Entries supplied Start Marker

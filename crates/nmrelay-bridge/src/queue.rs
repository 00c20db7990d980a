use std::collections::VecDeque;
use std::sync::{Condvar, Mutex, MutexGuard, PoisonError};
use std::time::{Duration, Instant};

/// Unbounded FIFO handing each item to exactly one consumer.
///
/// `pop` blocks for at most its timeout. [`close`](LifecycleQueue::close) is
/// terminal: it discards anything still buffered and wakes every waiter, and
/// from then on no item is delivered and pushes are ignored.
pub struct LifecycleQueue<T> {
    state: Mutex<QueueState<T>>,
    ready: Condvar,
}

struct QueueState<T> {
    items: VecDeque<T>,
    closed: bool,
}

impl<T> LifecycleQueue<T> {
    pub fn new() -> Self {
        Self {
            state: Mutex::new(QueueState {
                items: VecDeque::new(),
                closed: false,
            }),
            ready: Condvar::new(),
        }
    }

    /// Enqueue an item. Never blocks.
    ///
    /// Returns `false` (dropping the item) once the queue is closed.
    pub fn push(&self, item: T) -> bool {
        let mut state = lock(&self.state);
        if state.closed {
            return false;
        }
        state.items.push_back(item);
        drop(state);
        self.ready.notify_one();
        true
    }

    /// Take the next item if one is ready.
    pub fn try_pop(&self) -> Option<T> {
        let mut state = lock(&self.state);
        if state.closed {
            return None;
        }
        state.items.pop_front()
    }

    /// Wait up to `timeout` for the next item.
    ///
    /// Returns `None` on timeout or as soon as the queue is closed.
    pub fn pop(&self, timeout: Duration) -> Option<T> {
        let deadline = Instant::now().checked_add(timeout);
        let mut state = lock(&self.state);
        loop {
            if state.closed {
                return None;
            }
            if let Some(item) = state.items.pop_front() {
                return Some(item);
            }
            state = match deadline {
                Some(deadline) => {
                    let now = Instant::now();
                    if now >= deadline {
                        return None;
                    }
                    self.ready
                        .wait_timeout(state, deadline - now)
                        .unwrap_or_else(PoisonError::into_inner)
                        .0
                }
                None => self
                    .ready
                    .wait(state)
                    .unwrap_or_else(PoisonError::into_inner),
            };
        }
    }

    /// Close the queue and wake all waiters. Idempotent.
    pub fn close(&self) {
        let mut state = lock(&self.state);
        state.closed = true;
        state.items.clear();
        drop(state);
        self.ready.notify_all();
    }

    pub fn is_closed(&self) -> bool {
        lock(&self.state).closed
    }

    pub fn len(&self) -> usize {
        lock(&self.state).items.len()
    }

    pub fn is_empty(&self) -> bool {
        self.len() == 0
    }
}

impl<T> Default for LifecycleQueue<T> {
    fn default() -> Self {
        Self::new()
    }
}

impl<T> std::fmt::Debug for LifecycleQueue<T> {
    fn fmt(&self, f: &mut std::fmt::Formatter<'_>) -> std::fmt::Result {
        let state = lock(&self.state);
        f.debug_struct("LifecycleQueue")
            .field("len", &state.items.len())
            .field("closed", &state.closed)
            .finish()
    }
}

/// Lock a mutex, recovering the guard if a previous holder panicked.
pub(crate) fn lock<T>(mutex: &Mutex<T>) -> MutexGuard<'_, T> {
    mutex.lock().unwrap_or_else(PoisonError::into_inner)
}
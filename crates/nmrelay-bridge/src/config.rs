use std::time::Duration;

use nmrelay_frame::{DEFAULT_MAX_PAYLOAD, MAX_HOST_MESSAGE};

/// Configuration for the extension (stdin/stdout) channel.
#[derive(Debug, Clone)]
pub struct ExtensionConfig {
    /// How long the writer waits on its queue before re-checking the stop flag.
    pub poll_interval: Duration,
    /// How long the stdin source waits for input before reporting idle.
    pub input_poll_interval: Duration,
    /// How long the stdout sink waits for the browser to drain before reporting idle.
    pub output_poll_interval: Duration,
    /// How long `stop()` waits for each loop before detaching it. Loops over
    /// streams that never report idle can stay blocked in I/O.
    pub stop_grace: Duration,
    /// Largest frame accepted from the browser.
    pub max_inbound_payload: usize,
    /// Largest frame written to the browser.
    pub max_outbound_payload: usize,
}

impl Default for ExtensionConfig {
    fn default() -> Self {
        Self {
            poll_interval: Duration::from_millis(1000),
            input_poll_interval: Duration::from_millis(200),
            output_poll_interval: Duration::from_millis(200),
            stop_grace: Duration::from_secs(2),
            max_inbound_payload: DEFAULT_MAX_PAYLOAD,
            max_outbound_payload: MAX_HOST_MESSAGE,
        }
    }
}

/// Configuration for the local pipe channel.
#[derive(Debug, Clone)]
pub struct PipeConfig {
    /// Bytes requested from the transport per read.
    pub read_chunk_size: usize,
    /// How long the sender waits on its queue before re-checking the stop flag.
    pub poll_interval: Duration,
    /// Default timeout of [`PipeChannel::read_request_default`](crate::PipeChannel::read_request_default).
    pub request_timeout: Duration,
    /// Upper bound on bytes buffered while waiting for a JSON document to complete.
    pub max_pending_bytes: usize,
}

impl Default for PipeConfig {
    fn default() -> Self {
        Self {
            read_chunk_size: 1024,
            poll_interval: Duration::from_millis(1000),
            request_timeout: Duration::from_millis(2000),
            max_pending_bytes: 64 * 1024,
        }
    }
}

/// Timeouts of the relay loop.
#[derive(Debug, Clone)]
pub struct RelayConfig {
    /// How long one iteration waits for a pipe request.
    pub request_timeout: Duration,
    /// How long the relay waits for the extension to answer an action.
    pub response_timeout: Duration,
}

impl Default for RelayConfig {
    fn default() -> Self {
        Self {
            request_timeout: Duration::from_millis(2000),
            response_timeout: Duration::from_millis(500),
        }
    }
}

/// Everything needed to assemble a relay.
#[derive(Debug, Clone, Default)]
pub struct BridgeConfig {
    pub extension: ExtensionConfig,
    pub pipe: PipeConfig,
    pub relay: RelayConfig,
}
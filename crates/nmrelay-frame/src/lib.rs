//! Native messaging framing.
//!
//! Every message between a browser and its native host is framed as:
//! - A 4-byte signed length in native byte order
//! - Exactly that many bytes of UTF-8 JSON
//!
//! No partial reads, no buffer management in user code.

pub mod codec;
pub mod error;
pub mod reader;
pub mod writer;

pub use codec::{
    decode_frame, encode_frame, Frame, FrameConfig, DEFAULT_MAX_PAYLOAD, HEADER_SIZE,
    MAX_HOST_MESSAGE,
};
pub use error::{FrameError, Result};
pub use reader::FrameReader;
pub use writer::FrameWriter;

Entries supplied End Marker

*What is being asked*
Nothing should appear in the answer except the lines above from the line with "if now >= deadline" through the line with "from the browser.", both included, written out exactly.

*Solution to this problem*
                    if now >= deadline {
                        return None;
                    }
                    self.ready
                        .wait_timeout(state, deadline - now)
                        .unwrap_or_else(PoisonError::into_inner)
                        .0
                }
                None => self
                    .ready
                    .wait(state)
                    .unwrap_or_else(PoisonError::into_inner),
            };
        }
    }

    /// Close the queue and wake all waiters. Idempotent.
    pub fn close(&self) {
        let mut state = lock(&self.state);
        state.closed = true;
        state.items.clear();
        drop(state);
        self.ready.notify_all();
    }

    pub fn is_closed(&self) -> bool {
        lock(&self.state).closed
    }

    pub fn len(&self) -> usize {
        lock(&self.state).items.len()
    }

    pub fn is_empty(&self) -> bool {
        self.len() == 0
    }
}

impl<T> Default for LifecycleQueue<T> {
    fn default() -> Self {
        Self::new()
    }
}

impl<T> std::fmt::Debug for LifecycleQueue<T> {
    fn fmt(&self, f: &mut std::fmt::Formatter<'_>) -> std::fmt::Result {
        let state = lock(&self.state);
        f.debug_struct("LifecycleQueue")
            .field("len", &state.items.len())
            .field("closed", &state.closed)
            .finish()
    }
}

/// Lock a mutex, recovering the guard if a previous holder panicked.
pub(crate) fn lock<T>(mutex: &Mutex<T>) -> MutexGuard<'_, T> {
    mutex.lock().unwrap_or_else(PoisonError::into_inner)
}
filename crates/nmrelay-bridge/src/config.rs
use std::time::Duration;

use nmrelay_frame::{DEFAULT_MAX_PAYLOAD, MAX_HOST_MESSAGE};

/// Configuration for the extension (stdin/stdout) channel.
#[derive(Debug, Clone)]
pub struct ExtensionConfig {
    /// How long the writer waits on its queue before re-checking the stop flag.
    pub poll_interval: Duration,
    /// How long the stdin source waits for input before reporting idle.
    pub input_poll_interval: Duration,
    /// How long the stdout sink waits for the browser to drain before reporting idle.
    pub output_poll_interval: Duration,
    /// How long `stop()` waits for each loop before detaching it. Loops over
    /// streams that never report idle can stay blocked in I/O.
    pub stop_grace: Duration,
    /// Largest frame accepted from the browser.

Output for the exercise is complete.